- _RECORD SET_
//! INI serialization logic for converting `ConfigFile` → INI string.
//!
//! This module contains the `to_config_string()` function that produces
//! the commented INI representation written to `config.ini`.

use std::path::Path;

use super::settings::ConfigFile;

/// Convert a `ConfigFile` to a commented INI string for saving.
pub(super) fn to_config_string(config: &ConfigFile) -> String {
    let replay_file = config
        .position
        .replay_file
        .as_ref()
        .map(|p| path_to_string(p))
        .unwrap_or_default();
    let last_longitude = config
        .position
        .last_longitude
        .map(|v| format!("{:.7}", v))
        .unwrap_or_default();
    let last_latitude = config
        .position
        .last_latitude
        .map(|v| format!("{:.7}", v))
        .unwrap_or_default();

    format!(
        r#"[tracking]
; Seconds between two sampling iterations of the track logger (default: 3)
sampling_interval = {}
; Minimum distance in meters between two recorded points (default: 1.0)
; Points closer than this to the last recorded point are skipped
minimum_distance = {}
; Milliseconds a fix stays valid without receiver status events (default: 3000)
staleness_window_ms = {}

[position]
; Position source:
;   nmea   - NMEA-0183 sentences received over UDP (GPS receiver, phone app)
;   replay - Replay a recorded log (time_ms,lon,lat,alt[,speed,accuracy] per line)
source = {}
; Log replayed by the replay source
replay_file = {}
; UDP port the NMEA source listens on (default: 10110)
nmea_port = {}
; Last recorded position, updated while logging
last_longitude = {}
last_latitude = {}

[storage]
; SQLite database holding recorded tracks
database = {}

[logging]
; Log file (cleared on each start)
file = {}
"#,
        config.tracking.sampling_interval,
        config.tracking.minimum_distance,
        config.tracking.staleness_window_ms,
        config.position.source,
        replay_file,
        config.position.nmea_port,
        last_longitude,
        last_latitude,
        path_to_string(&config.storage.database),
        path_to_string(&config.logging.file),
    )
}

/// Render a path, abbreviating the home directory as `~`.
fn path_to_string(path: &Path) -> String {
    if let Some(home) = dirs::home_dir() {
        if let Ok(stripped) = path.strip_prefix(&home) {
            return format!("~/{}", stripped.display());
        }
    }
    path.display().to_string()
}

#[cfg(test)]
mod tests {
    use super::super::settings::{ConfigFile, PositionSourceKind};
    use std::path::PathBuf;
    use tempfile::TempDir;

    #[test]
    fn test_save_and_reload() {
        let temp_dir = TempDir::new().unwrap();
        let config_path = temp_dir.path().join("config.ini");

        let mut config = ConfigFile::default();
        config.tracking.sampling_interval = 7;
        config.tracking.minimum_distance = 2.5;
        config.position.source = PositionSourceKind::Replay;
        config.position.replay_file = Some(PathBuf::from("/data/walk.csv"));
        config.position.last_longitude = Some(11.3548123);
        config.position.last_latitude = Some(46.4983456);
        config.storage.database = PathBuf::from("/data/tracks.db");

        config.save_to(&config_path).unwrap();
        let loaded = ConfigFile::load_from(&config_path).unwrap();

        assert_eq!(loaded, config);
    }

    #[test]
    fn test_template_is_commented() {
        let content = super::to_config_string(&ConfigFile::default());
        assert!(content.contains("[tracking]"));
        assert!(content.contains("; Minimum distance in meters"));
        assert!(content.contains("sampling_interval = 3"));
        assert!(content.contains("last_longitude = \n"));
    }
}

- _TRY IT_
Retype exactly the line with "path.display().to_string()" and each line after it until the records end, and include no other line.

- _SOLVED EXERCISE_
    path.display().to_string()
}

#[cfg(test)]
mod tests {
    use super::super::settings::{ConfigFile, PositionSourceKind};
    use std::path::PathBuf;
    use tempfile::TempDir;

    #[test]
    fn test_save_and_reload() {
        let temp_dir = TempDir::new().unwrap();
        let config_path = temp_dir.path().join("config.ini");

        let mut config = ConfigFile::default();
        config.tracking.sampling_interval = 7;
        config.tracking.minimum_distance = 2.5;
        config.position.source = PositionSourceKind::Replay;
        config.position.replay_file = Some(PathBuf::from("/data/walk.csv"));
        config.position.last_longitude = Some(11.3548123);
        config.position.last_latitude = Some(46.4983456);
        config.storage.database = PathBuf::from("/data/tracks.db");

        config.save_to(&config_path).unwrap();
        let loaded = ConfigFile::load_from(&config_path).unwrap();

        assert_eq!(loaded, config);
    }

    #[test]
    fn test_template_is_commented() {
        let content = super::to_config_string(&ConfigFile::default());
        assert!(content.contains("[tracking]"));
        assert!(content.contains("; Minimum distance in meters"));
        assert!(content.contains("sampling_interval = 3"));
        assert!(content.contains("last_longitude = \n"));
    }
}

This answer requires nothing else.